Ask HN: How do you define a 'top developer'? - marcosscriven

Someone said to me recently that if I was a &#x27;top developer&#x27;, that they could get me a job easily.<p>It always struck me as presumptuous describing oneself as in some way the best - so was curious what my fellow HNers thought?<p>Do you describe yourself as a &#x27;top developer&#x27;? How do you define it?
======
digitalzombie
Using vocab correctly.

I got a couple of people that use function and method word interchangeably and
thinks a programming language reserve word is a method.

Biggest issue I have is the fact that they don't use the vocab correct. It
abstract and black box a concept at a higher level, so you don't have to spend
20 words describing a concept. Instead of describing closure you can just say
closure and just focus on solving the actual solution instead of the nitty
gritty mechanic.

Ability to be humble and admit that they don't know it, ask questions about
it, and not bullshit and pretend as if they know it.

We hired a person that said he was a 9 on a scale of 1 to 10 in knowing
jQuery.
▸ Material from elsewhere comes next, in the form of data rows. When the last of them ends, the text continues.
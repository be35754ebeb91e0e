//! Play-calling decisions and the prompts that ask for them

use crate::core::PlayType;
use serde::{Deserialize, Serialize};
use smallvec::SmallVec;
use std::fmt;
use std::str::FromStr;

/// A play call submitted to the engine
#[derive(Debug, Clone, Copy, PartialEq, Eq, Hash, Serialize, Deserialize)]
#[serde(rename_all = "snake_case")]
pub enum Decision {
    Run,
    Pass,
    Punt,
    FieldGoal,
    /// Fourth down: go for it with a run
    GoRun,
    /// Fourth down: go for it with a pass
    GoPass,
    /// Let the engine call the play
    Auto,
}

impl Decision {
    /// The play type this decision calls, or `None` for `Auto`
    pub fn play_type(self) -> Option<PlayType> {
        match self {
            Decision::Run | Decision::GoRun => Some(PlayType::Run),
            Decision::Pass | Decision::GoPass => Some(PlayType::Pass),
            Decision::Punt => Some(PlayType::Punt),
            Decision::FieldGoal => Some(PlayType::FieldGoal),
            Decision::Auto => None,
        }
    }

    pub fn as_str(self) -> &'static str {
        match self {
            Decision::Run => "run",
            Decision::Pass => "pass",
            Decision::Punt => "punt",
            Decision::FieldGoal => "field_goal",
            Decision::GoRun => "go_run",
            Decision::GoPass => "go_pass",
            Decision::Auto => "auto",
        }
    }
}

impl fmt::Display for Decision {
    fn fmt(&self, f: &mut fmt::Formatter<'_>) -> fmt::Result {
        f.write_str(self.as_str())
    }
}

impl FromStr for Decision {
    type Err = String;

    fn from_str(s: &str) -> Result<Self, Self::Err> {
        match s.trim().to_lowercase().as_str() {
            "run" => Ok(Decision::Run),
            "pass" => Ok(Decision::Pass),
            "punt" => Ok(Decision::Punt),
            "field_goal" | "fg" => Ok(Decision::FieldGoal),
            "go_run" => Ok(Decision::GoRun),
            "go_pass" => Ok(Decision::GoPass),
            "auto" => Ok(Decision::Auto),
            other => Err(format!(
                "invalid decision '{other}' (expected: run, pass, punt, field_goal, go_run, go_pass, auto)"
            )),
        }
    }
}

/// What the engine needs before it can resolve the next play
///
/// Recomputed after every play and never stored in snapshots.
#[derive(Debug, Clone, Copy, PartialEq, Eq, Hash, Serialize, Deserialize)]
#[serde(rename_all = "snake_case")]
pub enum DecisionPrompt {
    /// No choice needed; submit `Auto`
    None,
    /// Downs 1-3 with the controlled team on offense
    RunOrPass,
    /// Fourth down with the controlled team on offense
    FourthDown,
}

impl DecisionPrompt {
    pub fn for_situation(controlled_on_offense: bool, down: u8) -> Self {
        match (controlled_on_offense, down) {
            (false, _) => DecisionPrompt::None,
            (true, 1..=3) => DecisionPrompt::RunOrPass,
            (true, _) => DecisionPrompt::FourthDown,
        }
    }

    /// Explicit choices offered by this prompt (`Auto` is always accepted too)
    pub fn options(self) -> SmallVec<[Decision; 4]> {
        match self {
            DecisionPrompt::None => SmallVec::from_slice(&[Decision::Auto]),
            DecisionPrompt::RunOrPass => SmallVec::from_slice(&[Decision::Run, Decision::Pass]),
            DecisionPrompt::FourthDown => SmallVec::from_slice(&[
                Decision::GoRun,
                Decision::GoPass,
                Decision::Punt,
                Decision::FieldGoal,
            ]),
        }
    }

    pub fn accepts(self, decision: Decision) -> bool {
        decision == Decision::Auto || self.options().contains(&decision)
    }

    pub fn requires_decision(self) -> bool {
        self != DecisionPrompt::None
    }

    pub fn as_str(self) -> &'static str {
        match self {
            DecisionPrompt::None => "none",
            DecisionPrompt::RunOrPass => "run_or_pass",
            DecisionPrompt::FourthDown => "fourth_down",
        }
    }
}

impl fmt::Display for DecisionPrompt {
    fn fmt(&self, f: &mut fmt::Formatter<'_>) -> fmt::Result {
        f.write_str(self.as_str())
    }
}

#[cfg(test)]
mod tests {
    use super::*;

    #[test]
    fn test_prompt_for_situation() {
        assert_eq!(DecisionPrompt::for_situation(true, 1), DecisionPrompt::RunOrPass);
        assert_eq!(DecisionPrompt::for_situation(true, 3), DecisionPrompt::RunOrPass);
        assert_eq!(DecisionPrompt::for_situation(true, 4), DecisionPrompt::FourthDown);
        assert_eq!(DecisionPrompt::for_situation(false, 4), DecisionPrompt::None);
        assert_eq!(DecisionPrompt::for_situation(false, 1), DecisionPrompt::None);
    }

    #[test]
    fn test_prompt_accepts() {
        assert!(DecisionPrompt::RunOrPass.accepts(Decision::Run));
        assert!(DecisionPrompt::RunOrPass.accepts(Decision::Auto));
        assert!(!DecisionPrompt::RunOrPass.accepts(Decision::Punt));
        assert!(!DecisionPrompt::RunOrPass.accepts(Decision::GoRun));

        assert!(DecisionPrompt::FourthDown.accepts(Decision::GoPass));
        assert!(DecisionPrompt::FourthDown.accepts(Decision::FieldGoal));
        assert!(!DecisionPrompt::FourthDown.accepts(Decision::Run));

        assert!(DecisionPrompt::None.accepts(Decision::Auto));
        assert!(!DecisionPrompt::None.accepts(Decision::Punt));
    }

    #[test]
    fn test_go_for_it_maps_to_base_play_types() {
        assert_eq!(Decision::GoRun.play_type(), Decision::Run.play_type());
        assert_eq!(Decision::GoPass.play_type(), Some(PlayType::Pass));
        assert_eq!(Decision::Auto.play_type(), None);
    }

    #[test]
    fn test_parse_decision() {
        assert_eq!("FG".parse::<Decision>(), Ok(Decision::FieldGoal));
        assert_eq!(" go_run ".parse::<Decision>(), Ok(Decision::GoRun));
        assert!("kneel".parse::<Decision>().is_err());
    }
}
Dude wrote a parser for json in 50 lines in one of his javascript
code. He did the same think for PHP but to parse xml files.
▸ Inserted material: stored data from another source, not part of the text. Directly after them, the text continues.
//! State transition function
//!
//! Applies one resolved play to the game state: moves the ball, scores,
//! advances the down, closes the drive when it ends, hands the ball over,
//! and runs the terminal check. Every step here is infallible, so a play
//! that reaches this point is always applied in full.

use crate::config::GamePolicy;
use crate::core::{Drive, DriveResult, Play, PlayResult, PlayType};
use crate::game::state::controlled_on_offense_for;
use crate::game::GameState;

/// What applying a play produced
#[derive(Debug, Clone, PartialEq, Eq)]
pub struct Transition {
    /// The drive closed by this play, if any
    pub drive: Option<Drive>,
    /// The terminal check fired
    pub game_over: bool,
}

/// Apply a resolved play to the state
pub fn apply(state: &mut GameState, play: Play, policy: &GamePolicy) -> Transition {
    let offense = state.offense_side();
    let snap_spot = state.field_position;
    let result = play.result();

    let drive_result = match play.play_type() {
        PlayType::Run | PlayType::Pass => {
            let gained = play.effective_yards();
            state.field_position = snap_spot + gained;
            state.yards_to_go -= gained;

            if result == PlayResult::Touchdown {
                state.add_points(offense, policy.touchdown_points);
            }

            if state.yards_to_go <= 0 {
                state.down = 1;
                state.yards_to_go = 10.min(100 - state.field_position);
            } else {
                state.down += 1;
            }

            match DriveResult::from_play_result(result) {
                Some(ended) => Some(ended),
                None if state.down > 4 => Some(DriveResult::TurnoverOnDowns),
                None => None,
            }
        }
        PlayType::Punt => Some(DriveResult::Punt),
        PlayType::FieldGoal => {
            if result == PlayResult::FieldGoalGood {
                state.add_points(offense, policy.field_goal_points);
                Some(DriveResult::FieldGoal)
            } else {
                Some(DriveResult::MissedFieldGoal)
            }
        }
    };

    let drive = drive_result.map(|ended| {
        let next_spot = next_drive_spot(ended, snap_spot, state.field_position, &play, policy);
        close_drive(state, ended, next_spot, policy)
    });

    state.used_plays.push(play);

    state.game_over = policy.is_game_over(state.current_drive_number, state.score_a, state.score_b);
    if state.game_over {
        log::debug!(
            "game over after drive {} ({}-{})",
            state.current_drive_number - 1,
            state.score_a,
            state.score_b
        );
    }

    Transition {
        drive,
        game_over: state.game_over,
    }
}

/// Where the receiving team starts, measured from its own goal line
fn next_drive_spot(
    ended: DriveResult,
    snap_spot: i32,
    dead_ball_spot: i32,
    play: &Play,
    policy: &GamePolicy,
) -> i32 {
    match ended {
        DriveResult::Touchdown | DriveResult::FieldGoal | DriveResult::Turnover => {
            policy.touchback_spot
        }
        DriveResult::TurnoverOnDowns => 100 - dead_ball_spot,
        DriveResult::Punt => {
            let landing = snap_spot.saturating_add(play.yards_gained().max(0));
            if landing >= 100 {
                policy.touchback_spot
            } else {
                (100 - landing).clamp(1, 99)
            }
        }
        DriveResult::MissedFieldGoal => (100 - snap_spot).max(policy.touchback_spot),
    }
}

/// Record the finished drive and set up the next one
fn close_drive(state: &mut GameState, ended: DriveResult, next_spot: i32, policy: &GamePolicy) -> Drive {
    let points = match ended {
        DriveResult::Touchdown => policy.touchdown_points,
        DriveResult::FieldGoal => policy.field_goal_points,
        _ => 0,
    };
    // The closing play has not been pushed yet
    let play_count = state.used_plays.len() + 1 - state.drives.plays_recorded();

    let drive = Drive {
        drive_number: state.current_drive_number,
        offense_team: state.offense_team(),
        defense_team: state.defense_team(),
        starting_field_position: state.drive_start_field_position,
        result: ended,
        points,
        play_count,
        score_a_after: state.score_a,
        score_b_after: state.score_b,
    };
    state.drives.record(drive.clone());

    log::debug!(
        "drive {} closed: {} ({} plays, {} points)",
        drive.drive_number,
        ended,
        play_count,
        points
    );

    state.current_drive_number += 1;
    state.field_position = next_spot;
    state.drive_start_field_position = next_spot;
    state.down = 1;
    state.yards_to_go = 10.min(100 - next_spot);
    state.is_controlled_team_on_offense =
        controlled_on_offense_for(state.current_drive_number, policy);

    drive
}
This isn't out of arrogrance, it's the fact that you can bullshit to your peer
and thinks they're stupid. Like not only can you not trust yourself to learn
from your colleague but they're full of it. They rather choose to pretend to
know it instead of actually learning and improving upon their craft. Top
developer? More like top bser for those management type position.

------
rubberband
I agree that it's presumptuous to give yourself big ol' gold star, as a "top
developer".

I don't consider myself one, but if I had to define it, I would say that they
were within the top 10-20% percent of whatever arbitrary metrics are most
important to you. If you want a "top Python developer", I would expect a nice
Github (or whatever) profile with tons of relevant work. If you want a "top
enterprise C++ developer", I would expect they have a long list of successful
projects, and be able to walk you through the intricacies of each.
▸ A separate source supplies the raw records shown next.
//! Main game state structure

use crate::bank::BankCursors;
use crate::config::GamePolicy;
use crate::core::{Drive, Matchup, Play, Side, TeamId};
use crate::game::DriveRecorder;
use serde::{Deserialize, Serialize};

/// Down, distance, field position and score to start a game from
///
/// Used by snapshots and tests to begin somewhere other than kickoff.
#[derive(Debug, Clone, Copy, PartialEq, Eq, Serialize, Deserialize)]
pub struct Situation {
    pub drive_number: u32,
    pub field_position: i32,
    pub down: u8,
    pub yards_to_go: i32,
    pub score_a: u32,
    pub score_b: u32,
}

impl Situation {
    pub fn kickoff(policy: &GamePolicy) -> Self {
        Situation {
            drive_number: 1,
            field_position: policy.touchback_spot,
            down: 1,
            yards_to_go: 10,
            score_a: 0,
            score_b: 0,
        }
    }
}

/// Complete state of one simulated game
///
/// Field position is always measured from the offense's own goal line
/// (0) to the opponent's goal line (100). Only the engine mutates this
/// structure; everything outside the crate reads it through accessors.
#[derive(Debug, Clone, PartialEq, Eq, Serialize, Deserialize)]
pub struct GameState {
    pub(crate) matchup: Matchup,
    pub(crate) score_a: u32,
    pub(crate) score_b: u32,
    pub(crate) field_position: i32,
    pub(crate) down: u8,
    pub(crate) yards_to_go: i32,
    pub(crate) current_drive_number: u32,
    pub(crate) is_controlled_team_on_offense: bool,
    /// Set when a drive begins, untouched until the next one begins
    pub(crate) drive_start_field_position: i32,
    /// Per-bucket draw cursors into the play bank
    pub(crate) cursors: BankCursors,
    pub(crate) used_plays: Vec<Play>,
    pub(crate) drives: DriveRecorder,
    pub(crate) game_over: bool,
}

impl GameState {
    /// Create the state for a fresh game at the opening kickoff
    pub fn new(matchup: Matchup, policy: &GamePolicy) -> Self {
        Self::at_situation(matchup, policy, Situation::kickoff(policy))
    }

    /// Create a state starting from an arbitrary situation
    ///
    /// Possession follows the drive-number parity rule.
    pub fn at_situation(matchup: Matchup, policy: &GamePolicy, situation: Situation) -> Self {
        let mut state = GameState {
            matchup,
            score_a: situation.score_a,
            score_b: situation.score_b,
            field_position: situation.field_position.clamp(1, 99),
            down: situation.down.clamp(1, 4),
            yards_to_go: situation.yards_to_go.max(1),
            current_drive_number: situation.drive_number.max(1),
            is_controlled_team_on_offense: true,
            drive_start_field_position: 0,
            cursors: BankCursors::new(),
            used_plays: Vec::new(),
            drives: DriveRecorder::new(),
            game_over: false,
        };
        state.drive_start_field_position = state.field_position;
        state.is_controlled_team_on_offense =
            controlled_on_offense_for(state.current_drive_number, policy);
        state.game_over =
            policy.is_game_over(state.current_drive_number, state.score_a, state.score_b);
        state
    }

    pub fn matchup(&self) -> &Matchup {
        &self.matchup
    }

    pub fn score_a(&self) -> u32 {
        self.score_a
    }

    pub fn score_b(&self) -> u32 {
        self.score_b
    }

    pub fn score(&self, side: Side) -> u32 {
        match side {
            Side::A => self.score_a,
            Side::B => self.score_b,
        }
    }

    pub fn field_position(&self) -> i32 {
        self.field_position
    }

    pub fn down(&self) -> u8 {
        self.down
    }

    pub fn yards_to_go(&self) -> i32 {
        self.yards_to_go
    }

    pub fn current_drive_number(&self) -> u32 {
        self.current_drive_number
    }

    pub fn is_controlled_team_on_offense(&self) -> bool {
        self.is_controlled_team_on_offense
    }

    pub fn drive_start_field_position(&self) -> i32 {
        self.drive_start_field_position
    }

    pub fn cursors(&self) -> &BankCursors {
        &self.cursors
    }

    /// Every resolved play, in order
    pub fn used_plays(&self) -> &[Play] {
        &self.used_plays
    }

    /// The most recently resolved play
    pub fn current_play(&self) -> Option<&Play> {
        self.used_plays.last()
    }

    pub fn drives(&self) -> &[Drive] {
        self.drives.drives()
    }

    pub fn drive_recorder(&self) -> &DriveRecorder {
        &self.drives
    }

    /// Plays run so far in the drive in progress
    pub fn current_drive_plays(&self) -> &[Play] {
        &self.used_plays[self.drives.plays_recorded()..]
    }

    pub fn is_game_over(&self) -> bool {
        self.game_over
    }

    pub fn offense_side(&self) -> Side {
        if self.is_controlled_team_on_offense {
            Side::A
        } else {
            Side::B
        }
    }

    pub fn defense_side(&self) -> Side {
        self.offense_side().other()
    }

    pub fn offense_team(&self) -> TeamId {
        self.matchup.team_id(self.offense_side())
    }

    pub fn defense_team(&self) -> TeamId {
        self.matchup.team_id(self.defense_side())
    }

    pub(crate) fn add_points(&mut self, side: Side, points: u32) {
        match side {
            Side::A => self.score_a += points,
            Side::B => self.score_b += points,
        }
    }
}

/// Possession rule: the opening receiver has the ball on odd drives
pub fn controlled_on_offense_for(drive_number: u32, policy: &GamePolicy) -> bool {
    (drive_number % 2 == 1) == policy.controlled_receives_opening
}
To me, it's highly contextual.

------
sdoryapp
A 'top developer' is a relative term. I used to be a top developer few years
back at my startups coding and developing interfaces, backend, APIs and
everything in between. I would understand design, database and UI, as well as
the best implementation methods and optimize code. However, there were times,
when you just had to release something and get things done. So, my
perspective, a 'top developer' is the CEO of development who can get things
done and still think of scaling and long term viability of the code.